48:2 i.e. They are independent of externals.
48:3 The paragraph teaches that the most forceful energies operate on the spiritual planes. Prayers are more valuable than gold.
48:4 In his dealings with humanity the Sage never departs from the eternal law of the Divine Wisdom, that every cause produces its own effect, and that no effect occurs without an adequate cause. The idea may be illustrated by a verse in section 99 of the Koran: "Whosoever hath wrought an ant's weight of good shall behold it, And whosoever hath wrought an ant's weight of evil shall behold it." (Stanley Poole's translation.)
The "perception" of the Sage is said to be obscured because it regards the hidden Law, rather than the immediate gain or immediate loss of the individual. The miracles of the Christ were the phenomena of his ministry of which he thought least.
48:5 Says Su Cheh: "Though himself unable to forget the world, the Sage is able to let the world forget him."
48:6 11e radiates power as the sun heat. The Lord Jesus was more concerned to witness for the truth than to save individuals.

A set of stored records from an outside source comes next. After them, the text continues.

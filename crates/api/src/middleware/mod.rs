//! Authentication and authorization extractors.
//!
//! - [`auth::AuthUser`] -- The active user behind a JWT Bearer token.
//! - [`rbac::RequireAdmin`] -- Requires `Admin`.
//! - [`rbac::RequireManager`] -- Requires `Admin` or `Asset Manager`.
//! - [`rbac::RequireStaff`] -- Requires `Admin`, `Asset Manager`, or `HR`.
//! - [`rbac::RequireAuth`] -- Requires any authenticated user.

pub mod auth;
pub mod rbac;
//! Limit and search-term helpers shared by list endpoints.

/// Upper bound on any page size.
pub const MAX_LIMIT: i64 = 500;

/// Default number of entries on the recent-activity feed.
pub const DEFAULT_ACTIVITY_LIMIT: i64 = 50;

/// Clamp a requested page size into `1..=max`, falling back to `default`.
pub fn clamp_limit(limit: Option<i64>, default: i64, max: i64) -> i64 {
    limit.unwrap_or(default).clamp(1, max)
}

/// Turn free text into an `ILIKE` pattern, escaping `%`, `_` and `\`.
///
/// Returns `None` for blank input so the filter can be skipped.
pub fn like_pattern(term: Option<&str>) -> Option<String> {
    let term = term.map(str::trim).filter(|t| !t.is_empty())?;
    let mut escaped = String::with_capacity(term.len() + 2);
    escaped.push('%');
    for c in term.chars() {
        if matches!(c, '%' | '_' | '\\') {
            escaped.push('\\');
        }
        escaped.push(c);
    }
    escaped.push('%');
    Some(escaped)
}
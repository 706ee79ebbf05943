//! Asset history model and DTOs.

use assetflow_core::types::{DbId, Timestamp};
use serde::Serialize;
use sqlx::FromRow;

/// A row from the append-only `asset_history` table.
#[derive(Debug, Clone, FromRow, Serialize)]
pub struct AssetHistory {
    pub id: DbId,
    pub asset_id: DbId,
    pub action: String,
    pub details: Option<String>,
    pub performed_by_user_id: DbId,
    pub from_user_id: Option<DbId>,
    pub to_user_id: Option<DbId>,
    pub extra_data: Option<serde_json::Value>,
    pub created_at: Timestamp,
}

/// History row joined with the asset name and the usernames it references.
#[derive(Debug, Clone, FromRow, Serialize)]
pub struct AssetHistoryDetail {
    #[sqlx(flatten)]
    #[serde(flatten)]
    pub entry: AssetHistory,
    pub asset_name: Option<String>,
    pub performed_by: Option<String>,
    pub from_user: Option<String>,
    pub to_user: Option<String>,
}

/// DTO for appending a history entry.
#[derive(Debug, Clone)]
pub struct CreateHistoryEntry {
    pub asset_id: DbId,
    pub action: &'static str,
    pub details: Option<String>,
    pub performed_by_user_id: DbId,
    pub from_user_id: Option<DbId>,
    pub to_user_id: Option<DbId>,
    pub extra_data: Option<serde_json::Value>,
}

impl CreateHistoryEntry {
    /// Entry with only the required fields set.
    pub fn new(asset_id: DbId, action: &'static str, performed_by_user_id: DbId) -> Self {
        Self {
            asset_id,
            action,
            details: None,
            performed_by_user_id,
            from_user_id: None,
            to_user_id: None,
            extra_data: None,
        }
    }

    pub fn details(mut self, details: impl Into<String>) -> Self {
        self.details = Some(details.into());
        self
    }

    pub fn from_user(mut self, user_id: Option<DbId>) -> Self {
        self.from_user_id = user_id;
        self
    }

    pub fn to_user(mut self, user_id: Option<DbId>) -> Self {
        self.to_user_id = user_id;
        self
    }

    pub fn extra(mut self, extra: serde_json::Value) -> Self {
        self.extra_data = Some(extra);
        self
    }
}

48:6a Cf. chaps. 20, 58, 73.
49:7 Huai-nan-tza illustrates the general teaching of the chapter by two illustrations from Chinese history. The Builder of the Great Wall could not retain the succession to the throne in his family; whereas the descendants of the virtuous Wu Wang swayed the scepter for thirty-four generations.
"Mystery" here reminds us of The Abyss of chap. 1.